▸ **WHAT THE EXERCISE ASKS**
Output exactly the lines below, starting with the line that has "and the GPU" and going on through the line that has "nodes and meshes", both included, and no other lines.

▸ **RECORD EXTRACTS**

use crate::{
    data_structures::{
        model::{MeshVertex, Vertex},
        texture::Texture,
    },
    pipelines::{PipelineDesc, depth_state, mk_render_pipeline, uniform_entry},
};

/// Frame uniform plus the shadow map and its comparison sampler.
pub fn mk_lit_bind_group_layout(device: &wgpu::Device) -> wgpu::BindGroupLayout {
    device.create_bind_group_layout(&wgpu::BindGroupLayoutDescriptor {
        label: Some("lit_bind_group_layout"),
        entries: &[
            uniform_entry(0, false),
            wgpu::BindGroupLayoutEntry {
                binding: 1,
                visibility: wgpu::ShaderStages::FRAGMENT,
                ty: wgpu::BindingType::Texture {
                    multisampled: false,
                    view_dimension: wgpu::TextureViewDimension::D2,
                    sample_type: wgpu::TextureSampleType::Depth,
                },
                count: None,
            },
            wgpu::BindGroupLayoutEntry {
                binding: 2,
                visibility: wgpu::ShaderStages::FRAGMENT,
                ty: wgpu::BindingType::Sampler(wgpu::SamplerBindingType::Comparison),
                count: None,
            },
        ],
    })
}

pub fn mk_lit_pipeline(
    device: &wgpu::Device,
    lit_layout: &wgpu::BindGroupLayout,
    model_layout: &wgpu::BindGroupLayout,
) -> wgpu::RenderPipeline {
    let layout = device.create_pipeline_layout(&wgpu::PipelineLayoutDescriptor {
        label: Some("Lit Pipeline Layout"),
        bind_group_layouts: &[lit_layout, model_layout],
        push_constant_ranges: &[],
    });
    mk_render_pipeline(
        device,
        PipelineDesc {
            label: "Lit Pipeline",
            layout: &layout,
            shader: wgpu::ShaderModuleDescriptor {
                label: Some("Lit Shader"),
                source: wgpu::ShaderSource::Wgsl(include_str!("lit.wgsl").into()),
            },
            vertex_layouts: &[MeshVertex::desc()],
            color_format: Some(Texture::HDR_FORMAT),
            depth: Some(depth_state(true, wgpu::DepthBiasState::default())),
            topology: wgpu::PrimitiveTopology::TriangleList,
            cull_mode: None,
        },
    )
}
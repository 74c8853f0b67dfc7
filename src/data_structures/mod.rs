//! Level data structures: transforms, the imported scene graph and the GPU
//! side of meshes.
//!
//! - `instance` holds position/rotation/scale transforms and their composition
//! - `scene_graph` holds the CPU-side level asset, its named nodes and meshes
//! - `model` holds vertex layouts and uploaded meshes
//! - `texture` creates depth, shadow and colour targets

pub mod instance;
pub mod model;
pub mod scene_graph;
pub mod texture;
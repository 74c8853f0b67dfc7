//! Vertex formats, GPU meshes and the generated shapes of the scene.

use std::f32::consts::{PI, TAU};

use wgpu::util::DeviceExt;

use crate::data_structures::scene_graph::Primitive;

pub trait Vertex {
    fn desc() -> wgpu::VertexBufferLayout<'static>;
}

#[repr(C)]
#[derive(Copy, Clone, Debug, bytemuck::Pod, bytemuck::Zeroable)]
pub struct MeshVertex {
    pub position: [f32; 3],
    pub normal: [f32; 3],
}

impl Vertex for MeshVertex {
    fn desc() -> wgpu::VertexBufferLayout<'static> {
        const ATTRIBUTES: [wgpu::VertexAttribute; 2] =
            wgpu::vertex_attr_array![0 => Float32x3, 1 => Float32x3];
        wgpu::VertexBufferLayout {
            array_stride: std::mem::size_of::<MeshVertex>() as wgpu::BufferAddress,
            step_mode: wgpu::VertexStepMode::Vertex,
            attributes: &ATTRIBUTES,
        }
    }
}

#[repr(C)]
#[derive(Copy, Clone, Debug, bytemuck::Pod, bytemuck::Zeroable)]
pub struct LineVertex {
    pub position: [f32; 3],
    pub color: [f32; 4],
}

impl Vertex for LineVertex {
    fn desc() -> wgpu::VertexBufferLayout<'static> {
        const ATTRIBUTES: [wgpu::VertexAttribute; 2] =
            wgpu::vertex_attr_array![0 => Float32x3, 1 => Float32x4];
        wgpu::VertexBufferLayout {
            array_stride: std::mem::size_of::<LineVertex>() as wgpu::BufferAddress,
            step_mode: wgpu::VertexStepMode::Vertex,
            attributes: &ATTRIBUTES,
        }
    }
}

/// One uploaded primitive.
#[derive(Debug)]
pub struct GpuMesh {
    pub vertex_buffer: wgpu::Buffer,
    pub index_buffer: wgpu::Buffer,
    pub num_elements: u32,
    pub base_color: [f32; 4],
}

impl GpuMesh {
    /// `None` for primitives without triangles; wgpu rejects empty buffers.
    pub fn from_primitive(device: &wgpu::Device, label: &str, primitive: &Primitive) -> Option<Self> {
        if primitive.indices.is_empty() || primitive.positions.is_empty() {
            return None;
        }
        let vertices: Vec<MeshVertex> = primitive
            .positions
            .iter()
            .enumerate()
            .map(|(i, position)| MeshVertex {
                position: *position,
                normal: primitive.normals.get(i).copied().unwrap_or([0.0, 1.0, 0.0]),
            })
            .collect();
        let vertex_buffer = device.create_buffer_init(&wgpu::util::BufferInitDescriptor {
            label: Some(&format!("{:?} Vertex Buffer", label)),
            contents: bytemuck::cast_slice(&vertices),
            usage: wgpu::BufferUsages::VERTEX,
        });
        let index_buffer = device.create_buffer_init(&wgpu::util::BufferInitDescriptor {
            label: Some(&format!("{:?} Index Buffer", label)),
            contents: bytemuck::cast_slice(&primitive.indices),
            usage: wgpu::BufferUsages::INDEX,
        });
        Some(Self {
            vertex_buffer,
            index_buffer,
            num_elements: primitive.indices.len() as u32,
            base_color: primitive.base_color,
        })
    }
}

/// Unit square in XZ centred on the origin, facing +Y.
pub fn plane_primitive() -> Primitive {
    Primitive {
        positions: vec![
            [-0.5, 0.0, -0.5],
            [-0.5, 0.0, 0.5],
            [0.5, 0.0, 0.5],
            [0.5, 0.0, -0.5],
        ],
        normals: vec![[0.0, 1.0, 0.0]; 4],
        indices: vec![0, 1, 2, 0, 2, 3],
        base_color: [1.0, 1.0, 1.0, 1.0],
    }
}

/// Y-aligned capsule centred on the origin: a cylinder of `length` capped
/// by two hemispheres of `radius`.
pub fn capsule_primitive(radius: f32, length: f32, segments: u32, rings: u32) -> Primitive {
    let segments = segments.max(3);
    let rings = rings.max(1);
    let half = length / 2.0;

    let mut positions = Vec::new();
    let mut normals = Vec::new();
    // latitude rows from the top pole to the bottom pole; the equator is
    // duplicated so the cylinder gets its own row pair
    let mut rows: Vec<(f32, f32)> = Vec::new();
    for ring in 0..=rings {
        let phi = PI / 2.0 * ring as f32 / rings as f32;
        rows.push((phi, half));
    }
    for ring in 0..=rings {
        let phi = PI / 2.0 + PI / 2.0 * ring as f32 / rings as f32;
        rows.push((phi, -half));
    }
    for (phi, offset) in &rows {
        let (sin_phi, cos_phi) = phi.sin_cos();
        for segment in 0..=segments {
            let theta = TAU * segment as f32 / segments as f32;
            let (sin_theta, cos_theta) = theta.sin_cos();
            let normal = [sin_phi * sin_theta, cos_phi, sin_phi * cos_theta];
            positions.push([
                normal[0] * radius,
                normal[1] * radius + offset,
                normal[2] * radius,
            ]);
            normals.push(normal);
        }
    }

    let stride = segments + 1;
    let mut indices = Vec::new();
    for row in 0..rows.len() as u32 - 1 {
        for segment in 0..segments {
            let a = row * stride + segment;
            let b = a + stride;
            indices.extend_from_slice(&[a, b, a + 1, a + 1, b, b + 1]);
        }
    }

    Primitive {
        positions,
        normals,
        indices,
        base_color: [1.0, 1.0, 1.0, 1.0],
    }
}
//! The walkable level scene.
//!
//! [`LevelScene`] ties the pieces together: it mounts the shared level asset,
//! binds its collidable nodes into the physics world, drives the character
//! and the follow camera, and hands the renderer a [`FrameSnapshot`] each
//! frame.
//!
//! # Mount lifecycle
//!
//! 1. [`LevelScene::mount`] requests the asset from the loader and enters
//!    [`Mount::Pending`]. Ground, lighting and post-processing are already
//!    active, nothing from the asset is drawn.
//! 2. [`LevelScene::poll`] peeks at the shared load without driving it. Once
//!    it has resolved, the asset is partitioned and bound exactly once and
//!    the mount becomes [`Mount::Ready`] or [`Mount::Failed`].
//! 3. [`LevelScene::unmount`] removes every inserted body. A pending mount
//!    just drops its handle; the load itself keeps running for other users
//!    of the cache and never writes into this scene.

use std::sync::Arc;

use cgmath::{Matrix4, Point3, SquareMatrix};

use crate::{
    camera::FollowCamera,
    character::CharacterController,
    config::SceneConfig,
    data_structures::{instance::Instance, scene_graph::SceneAsset},
    error::LoadError,
    input::{InputState, KeyOutcome},
    level::{
        Partition, PhysicsBodyDescriptor,
        binder::{self, node_world},
    },
    physics::{DebugLine, PhysicsBackend},
    resources::{AssetLoader, SharedLoad},
};

/// A body inserted for one bound node.
#[derive(Debug)]
pub struct BoundBody<H> {
    pub descriptor: PhysicsBodyDescriptor,
    /// `None` when the physics backend rejected the shape.
    pub handle: Option<H>,
}

/// A level asset whose collidable nodes live in the physics world.
#[derive(Debug)]
pub struct BoundLevel<H> {
    pub asset: Arc<SceneAsset>,
    pub partition: Partition,
    pub bodies: Vec<BoundBody<H>>,
}

impl<H: Copy> BoundLevel<H> {
    pub fn handles(&self) -> impl Iterator<Item = H> + '_ {
        self.bodies.iter().filter_map(|body| body.handle)
    }

    /// The bound body for a root child, if it has one.
    pub fn body_for(&self, index: usize) -> Option<&BoundBody<H>> {
        self.bodies.iter().find(|body| {
            body.descriptor
                .source_index()
                .is_some_and(|source| source == index)
        })
    }
}

pub enum Mount<H> {
    Unmounted,
    /// Waiting on the shared load; the placeholder is shown.
    Pending(SharedLoad),
    Ready(BoundLevel<H>),
    Failed(LoadError),
}

impl<H> Mount<H> {
    pub fn is_pending(&self) -> bool {
        matches!(self, Mount::Pending(_))
    }

    pub fn is_ready(&self) -> bool {
        matches!(self, Mount::Ready(_))
    }

    pub fn error(&self) -> Option<&LoadError> {
        match self {
            Mount::Failed(err) => Some(err),
            _ => None,
        }
    }

    pub fn level(&self) -> Option<&BoundLevel<H>> {
        match self {
            Mount::Ready(level) => Some(level),
            _ => None,
        }
    }
}

impl<H> std::fmt::Debug for Mount<H> {
    fn fmt(&self, f: &mut std::fmt::Formatter<'_>) -> std::fmt::Result {
        match self {
            Mount::Unmounted => f.write_str("Unmounted"),
            Mount::Pending(_) => f.write_str("Pending"),
            Mount::Ready(level) => f
                .debug_struct("Ready")
                .field("asset", &level.asset.path)
                .field("bodies", &level.bodies.len())
                .finish(),
            Mount::Failed(err) => f.debug_tuple("Failed").field(err).finish(),
        }
    }
}

/// Which mesh a draw item refers to.
#[derive(Clone, Copy, Debug, PartialEq, Eq)]
pub enum DrawMesh {
    /// The n-th mesh node of the snapshot's asset, counted depth first over
    /// the root children in file order (see [`SceneAsset::mesh_nodes`]).
    Asset(usize),
    GroundPlane,
    Capsule,
}

#[derive(Clone, Debug)]
pub struct DrawItem {
    pub mesh: DrawMesh,
    pub model: Matrix4<f32>,
    /// Replaces the primitive colours when set.
    pub color: Option<[f32; 4]>,
    pub cast_shadow: bool,
    pub receive_shadow: bool,
    /// The root child this item belongs to, for asset meshes.
    pub node: Option<usize>,
}

/// Everything the renderer needs for one frame.
#[derive(Clone, Debug)]
pub struct FrameSnapshot {
    pub asset: Option<Arc<SceneAsset>>,
    pub items: Vec<DrawItem>,
    pub view: Matrix4<f32>,
    pub camera_position: Point3<f32>,
    pub debug_lines: Vec<DebugLine>,
    pub placeholder: bool,
}

pub struct LevelScene<P: PhysicsBackend> {
    config: SceneConfig,
    loader: Arc<AssetLoader>,
    physics: P,
    ground: Option<P::Handle>,
    character: CharacterController,
    character_handle: P::Handle,
    camera: FollowCamera,
    input: InputState,
    alignment: Instance,
    mount: Mount<P::Handle>,
}

impl<P: PhysicsBackend> LevelScene<P> {
    /// Sets up ground, character and camera, then mounts the configured asset.
    pub fn new(config: SceneConfig, loader: Arc<AssetLoader>, mut physics: P) -> Self {
        let ground = match physics.insert_body(&binder::ground_plane(&config.ground)) {
            Ok(handle) => Some(handle),
            Err(e) => {
                log::error!("Could not create the ground plane: {:#}", e);
                None
            }
        };
        let character = CharacterController::new(&config.character);
        let character_handle = physics.insert_character(&character.body());
        let camera = FollowCamera::new(&config.camera);

        let mut scene = Self {
            alignment: Instance::from_euler_degrees(config.asset.root_alignment_degrees),
            input: InputState::new(config.keyboard.clone()),
            config,
            loader,
            physics,
            ground,
            character,
            character_handle,
            camera,
            mount: Mount::Unmounted,
        };
        scene.mount();
        scene
    }

    pub fn config(&self) -> &SceneConfig {
        &self.config
    }

    pub fn physics(&self) -> &P {
        &self.physics
    }

    pub fn physics_mut(&mut self) -> &mut P {
        &mut self.physics
    }

    pub fn ground(&self) -> Option<P::Handle> {
        self.ground
    }

    pub fn character(&self) -> &CharacterController {
        &self.character
    }

    pub fn character_handle(&self) -> P::Handle {
        self.character_handle
    }

    pub fn camera(&self) -> &FollowCamera {
        &self.camera
    }

    pub fn camera_mut(&mut self) -> &mut FollowCamera {
        &mut self.camera
    }

    pub fn input_mut(&mut self) -> &mut InputState {
        &mut self.input
    }

    pub fn current_mount(&self) -> &Mount<P::Handle> {
        &self.mount
    }

    pub fn debug(&self) -> bool {
        self.physics.debug_enabled()
    }

    /// Flips the physics debug overlay and returns the new state.
    pub fn toggle_debug(&mut self) -> bool {
        let enabled = !self.physics.debug_enabled();
        self.physics.set_debug(enabled);
        log::info!("Physics debug {}", if enabled { "on" } else { "off" });
        enabled
    }

    /// Starts a fresh mount of the configured asset, dropping the current one.
    pub fn mount(&mut self) {
        self.unmount();
        let load = self.loader.load(&self.config.asset.path);
        self.mount = Mount::Pending(load);
        self.poll();
    }

    pub fn unmount(&mut self) {
        match std::mem::replace(&mut self.mount, Mount::Unmounted) {
            Mount::Ready(level) => {
                let mut removed = 0;
                for handle in level.handles() {
                    self.physics.remove_body(handle);
                    removed += 1;
                }
                log::info!("Unmounted {}, removed {} bodies", level.asset.path, removed);
            }
            Mount::Pending(_) => log::debug!("Abandoned pending mount"),
            Mount::Failed(_) | Mount::Unmounted => {}
        }
    }

    /// Resolves a pending mount if its load has finished. Never drives the load.
    pub fn poll(&mut self) -> &Mount<P::Handle> {
        let finished = match &self.mount {
            Mount::Pending(load) => load.peek().cloned(),
            _ => None,
        };
        match finished {
            Some(Ok(asset)) => self.mount = Mount::Ready(self.bind(asset)),
            Some(Err(err)) => {
                log::error!("Level failed to load: {}", err);
                self.mount = Mount::Failed(err);
            }
            None => {}
        }
        &self.mount
    }

    fn bind(&mut self, asset: Arc<SceneAsset>) -> BoundLevel<P::Handle> {
        let partition = Partition::of(&asset);
        let descriptors = binder::bind(&asset, &partition, &self.alignment);
        let mut bodies = Vec::with_capacity(descriptors.len());
        for descriptor in descriptors {
            let handle = match self.physics.insert_body(&descriptor) {
                Ok(handle) => Some(handle),
                Err(e) => {
                    log::warn!("No collider for {}: {:#}", descriptor.name(), e);
                    None
                }
            };
            bodies.push(BoundBody { descriptor, handle });
        }
        log::info!(
            "Bound {}: {} of {} bodies created",
            asset.path,
            bodies.iter().filter(|body| body.handle.is_some()).count(),
            bodies.len()
        );
        BoundLevel {
            asset,
            partition,
            bodies,
        }
    }

    /// Routes a window event to input and camera. Returns what the key did.
    pub fn handle_window_event(&mut self, event: &winit::event::WindowEvent) -> KeyOutcome {
        self.camera.handle_window_event(event);
        let outcome = self.input.handle_window_event(event);
        if outcome == KeyOutcome::DebugToggle {
            self.toggle_debug();
        }
        outcome
    }

    /// One frame of simulation. While the level is still loading the
    /// character and the physics world stay frozen.
    pub fn update(&mut self, dt: f32) {
        self.poll();
        for action in self.input.actions_mut().take_triggered() {
            self.character.trigger(action);
        }
        if self.mount.is_pending() {
            return;
        }

        self.character.update(
            &mut self.physics,
            self.character_handle,
            self.input.actions(),
            &self.camera,
            self.config.physics.gravity[1],
            dt,
        );
        self.physics.step(dt);
        self.character.sync(&self.physics, self.character_handle);
        self.camera.update(self.character.position(), dt);
    }

    /// World matrix for a root child: its body pose when bound, the asset
    /// transform otherwise.
    fn node_matrix(&self, level: &BoundLevel<P::Handle>, index: usize) -> Option<Matrix4<f32>> {
        if let Some(BoundBody {
            descriptor,
            handle: Some(handle),
        }) = level.body_for(index)
        {
            let pose = self.physics.body_pose(*handle)?;
            return Some(pose.with_scale(descriptor.scale).to_matrix());
        }
        node_world(&level.asset, index, &self.alignment).map(|world| world.to_matrix())
    }

    pub fn snapshot(&self) -> FrameSnapshot {
        let mut items = Vec::new();

        let level = self.mount.level();
        let asset = level.map(|level| level.asset.clone());
        if let Some(level) = level {
            let mut mesh_index = 0;
            for (index, child) in level.asset.children().iter().enumerate() {
                let base = self
                    .node_matrix(level, index)
                    .unwrap_or_else(Matrix4::identity);
                child.visit_meshes(base, &mut |node, model| {
                    items.push(DrawItem {
                        mesh: DrawMesh::Asset(mesh_index),
                        model,
                        color: None,
                        cast_shadow: node.cast_shadow,
                        receive_shadow: node.receive_shadow,
                        node: Some(index),
                    });
                    mesh_index += 1;
                });
            }
        }

        let size = self.config.ground.size;
        items.push(DrawItem {
            mesh: DrawMesh::GroundPlane,
            model: Matrix4::from_nonuniform_scale(size, 1.0, size),
            color: Some(self.config.ground.color),
            cast_shadow: false,
            receive_shadow: true,
            node: None,
        });
        items.push(DrawItem {
            mesh: DrawMesh::Capsule,
            model: self.character.visual_transform().to_matrix(),
            color: Some(self.character.color()),
            cast_shadow: true,
            receive_shadow: false,
            node: None,
        });

        FrameSnapshot {
            asset,
            items,
            view: self.camera.view_matrix(),
            camera_position: self.camera.position(),
            debug_lines: self.physics.debug_lines(),
            placeholder: self.mount.is_pending(),
        }
    }
}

▸ **RESULT OF THE EXERCISE**
//! Level data structures: transforms, the imported scene graph and the GPU
//! side of meshes.
//!
//! - `instance` holds position/rotation/scale transforms and their composition
//! - `scene_graph` holds the CPU-side level asset, its named nodes and meshes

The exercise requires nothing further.